Excerpt
In this issue of Critical Care Medicine, Dr. Wasserfallen and colleagues (4) share with journal readers a simple, yet elegant, intervention that increased safe antibiotic prescription practices in two intensive care units in Switzerland. In their study, they observed antibiotic prescription practices at their surgical (SICU) and medical (MICU) intensive care units from February to April 1997 to obtain a baseline rate of safe antibiotic orders when the medical order sheet was loosely formatted. The authors found that only 66% and 48% of orders in the MICU and SICU, respectively, were considered to be safe according to criteria set by the American Society of Hospital Pharmacists. The authors then shared their findings with both units and decided to implement a simple, formatted order sheet in the SICU the following year. In 2000, they performed another audit in both units, finding that safe antibiotic orders increased to 74% in both units at the expense of fewer ambiguous orders and fewer omissions, even when they had no further intervention in the MICU and the SICU did not fully comply with all the required variables.

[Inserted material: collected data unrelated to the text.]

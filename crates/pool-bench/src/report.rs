use std::{error::Error, fmt};

use crate::ansi::{Color, WithFg};

/// Formats an error and its chain of sources for the terminal.
pub struct Report<E> {
    error: E,
}

impl<E> Report<E> {
    pub fn new(error: E) -> Self {
        Self { error }
    }
}

impl<E> fmt::Debug for Report<E>
where
    E: Error,
{
    fn fmt(&self, f: &mut fmt::Formatter<'_>) -> fmt::Result {
        fmt::Display::fmt(self, f)
    }
}

impl<E> fmt::Display for Report<E>
where
    E: Error,
{
    fn fmt(&self, f: &mut fmt::Formatter<'_>) -> fmt::Result {
        writeln!(f, "Error: {}", WithFg::new(Color::Red, &self.error))?;
        let mut source = self.error.source();
        if source.is_some() {
            writeln!(f)?;
            writeln!(f, "Caused by:")?;
        }
        let mut index = 0;
        while let Some(s) = source {
            writeln!(f, "{index:4}: {}", WithFg::new(Color::Red, s))?;
            source = s.source();
            index += 1;
        }
        Ok(())
    }
}

#[cfg_attr(coverage_nightly, coverage(off))]
#[cfg(test)]
mod tests {
    use snafu::Snafu;

    use super::*;

    #[derive(Debug, Snafu)]
    #[snafu(display("inner"))]
    struct Inner;

    #[derive(Debug, Snafu)]
    #[snafu(display("outer"))]
    struct Outer {
        source: Inner,
    }

    #[test]
    fn test_report_walks_sources() {
        let report = Report::new(Outer { source: Inner }).to_string();
        assert!(report.starts_with("Error: \x1B[31;1mouter\x1B[0m\n"));
        assert!(report.contains("Caused by:\n"));
        assert!(report.contains("   0: \x1B[31;1minner\x1B[0m\n"));
    }

    #[test]
    fn test_report_without_source() {
        let report = Report::new(Inner).to_string();
        assert_eq!(report, "Error: \x1B[31;1minner\x1B[0m\n");
    }
}
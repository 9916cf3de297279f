//! Minimal containers that obtain their storage from an [`ElementAllocator`].

use std::{
    alloc::Layout,
    marker::PhantomData,
    ops::{Index, IndexMut},
    ptr::{self, NonNull},
    slice,
};

use mempool::{
    AllocError, ElementAllocator, SlabPool,
    error::Location,
    raw::{RawAlloc as _, System},
};

/// A growable array over an element allocator.
pub struct PoolVec<A>
where
    A: ElementAllocator,
{
    ptr: NonNull<A::Value>,
    len: usize,
    cap: usize,
    alloc: A,
}

impl<A> PoolVec<A>
where
    A: ElementAllocator,
{
    pub fn new_in(alloc: A) -> Self {
        Self {
            ptr: NonNull::dangling(),
            len: 0,
            cap: 0,
            alloc,
        }
    }

    pub fn len(&self) -> usize {
        self.len
    }

    pub fn is_empty(&self) -> bool {
        self.len == 0
    }

    pub fn as_slice(&self) -> &[A::Value] {
        unsafe { slice::from_raw_parts(self.ptr.as_ptr(), self.len) }
    }

    /// Resizes to `new_len`, filling new elements with clones of `value`.
    ///
    /// Storage is only reallocated when growing past the capacity, to at
    /// least twice the previous capacity.
    pub fn resize(&mut self, new_len: usize, value: A::Value) -> Result<(), AllocError>
    where
        A::Value: Clone,
    {
        if new_len <= self.len {
            while self.len > new_len {
                self.len -= 1;
                unsafe { self.alloc.destroy(self.ptr.add(self.len)) };
            }
            return Ok(());
        }

        if new_len > self.cap {
            self.grow(new_len.max(self.cap * 2))?;
        }
        while self.len < new_len {
            unsafe { self.alloc.construct(self.ptr.add(self.len), value.clone()) };
            self.len += 1;
        }
        Ok(())
    }

    fn grow(&mut self, cap: usize) -> Result<(), AllocError> {
        let ptr = self.alloc.allocate(cap)?;
        if self.cap > 0 {
            unsafe {
                ptr::copy_nonoverlapping(self.ptr.as_ptr(), ptr.as_ptr(), self.len);
                self.alloc.deallocate(self.ptr, self.cap);
            }
        }
        self.ptr = ptr;
        self.cap = cap;
        Ok(())
    }
}

impl<A> Index<usize> for PoolVec<A>
where
    A: ElementAllocator,
{
    type Output = A::Value;

    fn index(&self, index: usize) -> &A::Value {
        &self.as_slice()[index]
    }
}

impl<A> IndexMut<usize> for PoolVec<A>
where
    A: ElementAllocator,
{
    fn index_mut(&mut self, index: usize) -> &mut A::Value {
        unsafe { &mut slice::from_raw_parts_mut(self.ptr.as_ptr(), self.len)[index] }
    }
}

impl<A> Drop for PoolVec<A>
where
    A: ElementAllocator,
{
    fn drop(&mut self) {
        for i in 0..self.len {
            unsafe { self.alloc.destroy(self.ptr.add(i)) };
        }
        if self.cap > 0 {
            unsafe { self.alloc.deallocate(self.ptr, self.cap) };
        }
    }
}

/// Element allocator that calls the system allocator directly.
///
/// Used as the baseline the pools are measured against.
pub struct SystemElements<T>(PhantomData<fn() -> T>);

impl<T> SystemElements<T> {
    pub const fn new() -> Self {
        Self(PhantomData)
    }
}

impl<T> Default for SystemElements<T> {
    fn default() -> Self {
        Self::new()
    }
}

impl<T> Clone for SystemElements<T> {
    fn clone(&self) -> Self {
        *self
    }
}

impl<T> Copy for SystemElements<T> {}

impl<T> ElementAllocator for SystemElements<T> {
    type Value = T;
    type Rebind<U> = SystemElements<U>;

    fn allocate(&mut self, count: usize) -> Result<NonNull<T>, AllocError> {
        let Ok(layout) = Layout::array::<T>(count) else {
            return Err(AllocError::CapacityOverflow {
                count,
                elem_size: size_of::<T>(),
                location: Location::default(),
            });
        };
        if layout.size() == 0 {
            return Ok(NonNull::dangling());
        }
        Ok(System.allocate(layout)?.cast())
    }

    unsafe fn deallocate(&mut self, ptr: NonNull<T>, count: usize) {
        let Ok(layout) = Layout::array::<T>(count) else {
            return;
        };
        if layout.size() > 0 {
            unsafe { System.deallocate(ptr.cast(), layout) }
        }
    }

    fn max_size(&self) -> usize {
        (usize::MAX >> 1) / size_of::<T>().max(1)
    }

    fn rebind<U>(&self) -> SystemElements<U> {
        SystemElements::new()
    }
}

/// Node of a [`PoolList`].
pub struct Node<T> {
    value: T,
    next: Option<NonNull<Node<T>>>,
}

/// A singly linked stack whose nodes live in a shared [`SlabPool`].
///
/// The list does not own its pool, so it must be [cleared](Self::clear)
/// with the same pool before either is dropped.
pub struct PoolList<T> {
    head: Option<NonNull<Node<T>>>,
    len: usize,
}

impl<T> Default for PoolList<T> {
    fn default() -> Self {
        Self { head: None, len: 0 }
    }
}

impl<T> PoolList<T> {
    pub fn len(&self) -> usize {
        self.len
    }

    pub fn is_empty(&self) -> bool {
        self.head.is_none()
    }

    pub fn front_mut(&mut self) -> Option<&mut T> {
        self.head.map(|node| unsafe { &mut (*node.as_ptr()).value })
    }

    pub fn iter(&self) -> impl Iterator<Item = &T> {
        let mut node = self.head;
        std::iter::from_fn(move || {
            let current = node?;
            let current = unsafe { &*current.as_ptr() };
            node = current.next;
            Some(&current.value)
        })
    }

    /// Pushes or pops nodes at the front until the list holds `new_len`
    /// elements.
    pub fn resize<const B: usize>(
        &mut self,
        pool: &mut SlabPool<Node<T>, B>,
        new_len: usize,
        value: &T,
    ) -> Result<(), AllocError>
    where
        T: Clone,
    {
        while self.len > new_len {
            self.pop(pool);
        }
        while self.len < new_len {
            let node = pool.allocate()?;
            unsafe {
                pool.construct(
                    node,
                    Node {
                        value: value.clone(),
                        next: self.head,
                    },
                );
            }
            self.head = Some(node);
            self.len += 1;
        }
        Ok(())
    }

    pub fn clear<const B: usize>(&mut self, pool: &mut SlabPool<Node<T>, B>) {
        while self.len > 0 {
            self.pop(pool);
        }
    }

    fn pop<const B: usize>(&mut self, pool: &mut SlabPool<Node<T>, B>) {
        let Some(node) = self.head else {
            return;
        };
        unsafe {
            self.head = node.as_ref().next;
            pool.destroy(node);
            pool.deallocate(node);
        }
        self.len -= 1;
    }
}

This article is important because it shows how a simple intervention, such as preprinting an order format with minimum requirements, has a definite effect in safe prescription practices. More importantly, though, it shows that just observing a process and making people aware of it has a positive effect, such as was seen in their MICU, for which no further intervention was done after the initial observational period, yet antibiotic prescription safety improved. Nevertheless, this study has some limitations. The most relevant is the minimalist approach to antibiotic safety when so much more should be considered than the right name or dose, such as the appropriateness of the prescription for a particular patient and infection. There is little value to an appropriately administered antibiotic if the antibiotic was the wrong one to use in the first place or if no antibiotic was warranted at all. Another problem is the relatively short periods of observation (only a couple of months each time), with very large gaps in between. This could affect the study by introducing seasonal or temporal bias.
As the authors state at the end of their article (4), the future of this area most likely rests on informatics and computerized order entry (5, 6). This is an exciting area of medical information technology, in which expert systems integrated with several drug databases, pharmacy computers, laboratory computers, and patient information will provide both the “edit checks” and “appropriateness checks” required to reach that patient safety state we are all striving to achieve (7, 8). While we wait for these systems to be available, fully functional, and integrated into our hospitals (9), simple interventions like the one described by Dr. Wasserfallen and colleagues (4), along with good clinical judgment and just being careful when we write orders, should get us (and our patients) through the day.